-- Material to process --
//! Selection and ordering of the middleware applied to one dispatch.

use super::{AgentMatcher, Middleware};
use crate::agents::Agent;
use crate::context::Context;
use crate::errors::AgentflowError;
use std::cmp::Reverse;
use std::fmt;
use std::sync::Arc;
use tracing::debug;

/// Middleware that only applies to agents accepted by a matcher.
#[derive(Clone)]
pub struct ScopedMiddleware {
    /// Which agents the middleware applies to.
    pub matcher: AgentMatcher,
    /// The middleware.
    pub middleware: Arc<dyn Middleware>,
}

impl ScopedMiddleware {
    /// Creates a scoped entry.
    #[must_use]
    pub fn new(matcher: AgentMatcher, middleware: Arc<dyn Middleware>) -> Self {
        Self {
            matcher,
            middleware,
        }
    }
}

impl fmt::Debug for ScopedMiddleware {
    fn fmt(&self, f: &mut fmt::Formatter<'_>) -> fmt::Result {
        f.debug_struct("ScopedMiddleware")
            .field("matcher", &self.matcher)
            .field("middleware", &self.middleware.name())
            .finish()
    }
}

/// The ordered set of middleware selected for one agent and context.
///
/// The set is fixed at selection time, so the `after` phase runs exactly the
/// middleware whose `before` ran.
pub struct MiddlewareChain {
    middleware: Vec<Arc<dyn Middleware>>,
}

impl MiddlewareChain {
    /// Creates a chain from an explicit list, ordered by descending priority.
    #[must_use]
    pub fn new(mut middleware: Vec<Arc<dyn Middleware>>) -> Self {
        middleware.sort_by_key(|m| Reverse(m.priority()));
        Self { middleware }
    }

    /// Selects the global middleware plus the scoped middleware whose matcher
    /// accepts the agent, keeping those whose `should_run` accepts the dispatch.
    ///
    /// Ties in priority keep registration order, globals first.
    #[must_use]
    pub fn select(
        global: &[Arc<dyn Middleware>],
        scoped: &[ScopedMiddleware],
        agent: &dyn Agent,
        ctx: &Context,
    ) -> Self {
        let candidates = global.iter().cloned().chain(
            scoped
                .iter()
                .filter(|s| s.matcher.matches(agent))
                .map(|s| Arc::clone(&s.middleware)),
        );
        let selected = candidates
            .filter(|m| m.should_run(agent, ctx))
            .collect();
        Self::new(selected)
    }

    /// Runs `before` hooks in descending priority.
    pub async fn run_before(&self, mut ctx: Context, agent: &dyn Agent) -> Context {
        for middleware in &self.middleware {
            ctx = middleware.before(ctx, agent).await;
        }
        ctx
    }

    /// Runs `after` hooks in reverse order.
    pub async fn run_after(&self, input: &Context, agent: &dyn Agent, mut result: Context) -> Context {
        for middleware in self.middleware.iter().rev() {
            result = middleware.after(input, agent, result).await;
        }
        result
    }

    /// Runs `on_error` hooks forward until one handles the failure.
    ///
    /// If none does, the error message is appended to the context once.
    pub async fn handle_error(
        &self,
        ctx: &Context,
        agent: &dyn Agent,
        error: &AgentflowError,
    ) -> Context {
        for middleware in &self.middleware {
            if let Some(handled) = middleware.on_error(ctx, agent, error).await {
                debug!(
                    agent = %agent.name(),
                    middleware = %middleware.name(),
                    "Middleware handled agent failure"
                );
                return handled;
            }
        }
        ctx.add_error(error.to_string())
    }

    /// Returns the middleware names in execution order.
    #[must_use]
    pub fn names(&self) -> Vec<&str> {
        self.middleware.iter().map(|m| m.name()).collect()
    }

    /// Returns the number of selected middleware.
    #[must_use]
    pub fn len(&self) -> usize {
        self.middleware.len()
    }

    /// Returns true if nothing was selected.
    #[must_use]
    pub fn is_empty(&self) -> bool {
        self.middleware.is_empty()
    }
}

impl fmt::Debug for MiddlewareChain {
    fn fmt(&self, f: &mut fmt::Formatter<'_>) -> fmt::Result {
        f.debug_struct("MiddlewareChain")
            .field("middleware", &self.names())
            .finish()
    }
}

#[cfg(test)]
mod tests {
    use super::*;
    use crate::agents::NoOpAgent;
    use crate::testing::RecordingMiddleware;
    use pretty_assertions::assert_eq;

    fn arc(m: RecordingMiddleware) -> Arc<dyn Middleware> {
        Arc::new(m)
    }

    #[tokio::test]
    async fn test_before_descending_after_reversed() {
        let log = RecordingMiddleware::shared_log();
        let chain = MiddlewareChain::new(vec![
            arc(RecordingMiddleware::new("low", 1, log.clone())),
            arc(RecordingMiddleware::new("high", 10, log.clone())),
            arc(RecordingMiddleware::new("mid", 5, log.clone())),
        ]);
        let agent = NoOpAgent::new("idle");
        let ctx = Context::new(1);

        let before = chain.run_before(ctx.clone(), &agent).await;
        chain.run_after(&ctx, &agent, before).await;

        assert_eq!(
            log.lock().clone(),
            vec![
                "before:high", "before:mid", "before:low",
                "after:low", "after:mid", "after:high",
            ]
        );
    }

    #[tokio::test]
    async fn test_selection_uses_matchers_and_should_run() {
        let log = RecordingMiddleware::shared_log();
        let global = vec![arc(RecordingMiddleware::new("global", 0, log.clone()))];
        let scoped = vec![
            ScopedMiddleware::new(
                AgentMatcher::name("idle"),
                arc(RecordingMiddleware::new("for-idle", 0, log.clone())),
            ),
            ScopedMiddleware::new(
                AgentMatcher::name("other"),
                arc(RecordingMiddleware::new("for-other", 0, log.clone())),
            ),
            ScopedMiddleware::new(
                AgentMatcher::any(),
                arc(RecordingMiddleware::new("skipper", 0, log.clone()).skip_when_tagged("quiet")),
            ),
        ];
        let agent = NoOpAgent::new("idle");

        let chain = MiddlewareChain::select(&global, &scoped, &agent, &Context::new(1));
        assert_eq!(chain.names(), vec!["global", "for-idle", "skipper"]);

        let quiet = Context::new(1).with_tag("quiet");
        let chain = MiddlewareChain::select(&global, &scoped, &agent, &quiet);
        assert_eq!(chain.names(), vec!["global", "for-idle"]);
    }

    #[tokio::test]
    async fn test_unhandled_error_is_appended_once() {
        let log = RecordingMiddleware::shared_log();
        let chain = MiddlewareChain::new(vec![
            arc(RecordingMiddleware::new("a", 2, log.clone())),
            arc(RecordingMiddleware::new("b", 1, log.clone())),
        ]);
        let agent = NoOpAgent::new("idle");
        let err = AgentflowError::execution("idle", "boom");

        let result = chain.handle_error(&Context::new(1), &agent, &err).await;

        assert_eq!(result.errors(), &["Agent 'idle' failed: boom"]);
        assert_eq!(log.lock().clone(), vec!["on_error:a", "on_error:b"]);
    }

    #[tokio::test]
    async fn test_first_handler_clears_error() {
        let log = RecordingMiddleware::shared_log();
        let chain = MiddlewareChain::new(vec![
            arc(RecordingMiddleware::new("recover", 2, log.clone()).recovering()),
            arc(RecordingMiddleware::new("later", 1, log.clone())),
        ]);
        let agent = NoOpAgent::new("idle");
        let err = AgentflowError::execution("idle", "boom");

        let result = chain.handle_error(&Context::new(1), &agent, &err).await;

        assert!(!result.has_errors());
        assert!(result.has_tag("recovered"));
        assert_eq!(log.lock().clone(), vec!["on_error:recover"]);
    }
}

-- Work to be completed --
Could you write out all of the entries precisely as they stand?

-- Written response --
//! Selection and ordering of the middleware applied to one dispatch.

use super::{AgentMatcher, Middleware};
use crate::agents::Agent;
use crate::context::Context;
use crate::errors::AgentflowError;
use std::cmp::Reverse;
use std::fmt;
use std::sync::Arc;
use tracing::debug;

/// Middleware that only applies to agents accepted by a matcher.
#[derive(Clone)]
pub struct ScopedMiddleware {
    /// Which agents the middleware applies to.
    pub matcher: AgentMatcher,
    /// The middleware.
    pub middleware: Arc<dyn Middleware>,
}

impl ScopedMiddleware {
    /// Creates a scoped entry.
    #[must_use]
    pub fn new(matcher: AgentMatcher, middleware: Arc<dyn Middleware>) -> Self {
        Self {
            matcher,
            middleware,
        }
    }
}

impl fmt::Debug for ScopedMiddleware {
    fn fmt(&self, f: &mut fmt::Formatter<'_>) -> fmt::Result {
        f.debug_struct("ScopedMiddleware")
            .field("matcher", &self.matcher)
            .field("middleware", &self.middleware.name())
            .finish()
    }
}

/// The ordered set of middleware selected for one agent and context.
///
/// The set is fixed at selection time, so the `after` phase runs exactly the
/// middleware whose `before` ran.
pub struct MiddlewareChain {
    middleware: Vec<Arc<dyn Middleware>>,
}

impl MiddlewareChain {
    /// Creates a chain from an explicit list, ordered by descending priority.
    #[must_use]
    pub fn new(mut middleware: Vec<Arc<dyn Middleware>>) -> Self {
        middleware.sort_by_key(|m| Reverse(m.priority()));
        Self { middleware }
    }

    /// Selects the global middleware plus the scoped middleware whose matcher
    /// accepts the agent, keeping those whose `should_run` accepts the dispatch.
    ///
    /// Ties in priority keep registration order, globals first.
    #[must_use]
    pub fn select(
        global: &[Arc<dyn Middleware>],
        scoped: &[ScopedMiddleware],
        agent: &dyn Agent,
        ctx: &Context,
    ) -> Self {
        let candidates = global.iter().cloned().chain(
            scoped
                .iter()
                .filter(|s| s.matcher.matches(agent))
                .map(|s| Arc::clone(&s.middleware)),
        );
        let selected = candidates
            .filter(|m| m.should_run(agent, ctx))
            .collect();
        Self::new(selected)
    }

    /// Runs `before` hooks in descending priority.
    pub async fn run_before(&self, mut ctx: Context, agent: &dyn Agent) -> Context {
        for middleware in &self.middleware {
            ctx = middleware.before(ctx, agent).await;
        }
        ctx
    }

    /// Runs `after` hooks in reverse order.
    pub async fn run_after(&self, input: &Context, agent: &dyn Agent, mut result: Context) -> Context {
        for middleware in self.middleware.iter().rev() {
            result = middleware.after(input, agent, result).await;
        }
        result
    }

    /// Runs `on_error` hooks forward until one handles the failure.
    ///
    /// If none does, the error message is appended to the context once.
    pub async fn handle_error(
        &self,
        ctx: &Context,
        agent: &dyn Agent,
        error: &AgentflowError,
    ) -> Context {
        for middleware in &self.middleware {
            if let Some(handled) = middleware.on_error(ctx, agent, error).await {
                debug!(
                    agent = %agent.name(),
                    middleware = %middleware.name(),
                    "Middleware handled agent failure"
                );
                return handled;
            }
        }
        ctx.add_error(error.to_string())
    }

    /// Returns the middleware names in execution order.
    #[must_use]
    pub fn names(&self) -> Vec<&str> {
        self.middleware.iter().map(|m| m.name()).collect()
    }

    /// Returns the number of selected middleware.
    #[must_use]
    pub fn len(&self) -> usize {
        self.middleware.len()
    }

    /// Returns true if nothing was selected.
    #[must_use]
    pub fn is_empty(&self) -> bool {
        self.middleware.is_empty()
    }
}

impl fmt::Debug for MiddlewareChain {
    fn fmt(&self, f: &mut fmt::Formatter<'_>) -> fmt::Result {
        f.debug_struct("MiddlewareChain")
            .field("middleware", &self.names())
            .finish()
    }
}

#[cfg(test)]
mod tests {
    use super::*;
    use crate::agents::NoOpAgent;
    use crate::testing::RecordingMiddleware;
    use pretty_assertions::assert_eq;

    fn arc(m: RecordingMiddleware) -> Arc<dyn Middleware> {
        Arc::new(m)
    }

    #[tokio::test]
    async fn test_before_descending_after_reversed() {
        let log = RecordingMiddleware::shared_log();
        let chain = MiddlewareChain::new(vec![
            arc(RecordingMiddleware::new("low", 1, log.clone())),
            arc(RecordingMiddleware::new("high", 10, log.clone())),
            arc(RecordingMiddleware::new("mid", 5, log.clone())),
        ]);
        let agent = NoOpAgent::new("idle");
        let ctx = Context::new(1);

        let before = chain.run_before(ctx.clone(), &agent).await;
        chain.run_after(&ctx, &agent, before).await;

        assert_eq!(
            log.lock().clone(),
            vec![
                "before:high", "before:mid", "before:low",
                "after:low", "after:mid", "after:high",
            ]
        );
    }

    #[tokio::test]
    async fn test_selection_uses_matchers_and_should_run() {
        let log = RecordingMiddleware::shared_log();
        let global = vec![arc(RecordingMiddleware::new("global", 0, log.clone()))];
        let scoped = vec![
            ScopedMiddleware::new(
                AgentMatcher::name("idle"),
                arc(RecordingMiddleware::new("for-idle", 0, log.clone())),
            ),
            ScopedMiddleware::new(
                AgentMatcher::name("other"),
                arc(RecordingMiddleware::new("for-other", 0, log.clone())),
            ),
            ScopedMiddleware::new(
                AgentMatcher::any(),
                arc(RecordingMiddleware::new("skipper", 0, log.clone()).skip_when_tagged("quiet")),
            ),
        ];
        let agent = NoOpAgent::new("idle");

        let chain = MiddlewareChain::select(&global, &scoped, &agent, &Context::new(1));
        assert_eq!(chain.names(), vec!["global", "for-idle", "skipper"]);

        let quiet = Context::new(1).with_tag("quiet");
        let chain = MiddlewareChain::select(&global, &scoped, &agent, &quiet);
        assert_eq!(chain.names(), vec!["global", "for-idle"]);
    }

    #[tokio::test]
    async fn test_unhandled_error_is_appended_once() {
        let log = RecordingMiddleware::shared_log();
        let chain = MiddlewareChain::new(vec![
            arc(RecordingMiddleware::new("a", 2, log.clone())),
            arc(RecordingMiddleware::new("b", 1, log.clone())),
        ]);
        let agent = NoOpAgent::new("idle");
        let err = AgentflowError::execution("idle", "boom");

        let result = chain.handle_error(&Context::new(1), &agent, &err).await;

        assert_eq!(result.errors(), &["Agent 'idle' failed: boom"]);
        assert_eq!(log.lock().clone(), vec!["on_error:a", "on_error:b"]);
    }

    #[tokio::test]
    async fn test_first_handler_clears_error() {
        let log = RecordingMiddleware::shared_log();
        let chain = MiddlewareChain::new(vec![
            arc(RecordingMiddleware::new("recover", 2, log.clone()).recovering()),
            arc(RecordingMiddleware::new("later", 1, log.clone())),
        ]);
        let agent = NoOpAgent::new("idle");
        let err = AgentflowError::execution("idle", "boom");

        let result = chain.handle_error(&Context::new(1), &agent, &err).await;

        assert!(!result.has_errors());
        assert!(result.has_tag("recovered"));
        assert_eq!(log.lock().clone(), vec!["on_error:recover"]);
    }
}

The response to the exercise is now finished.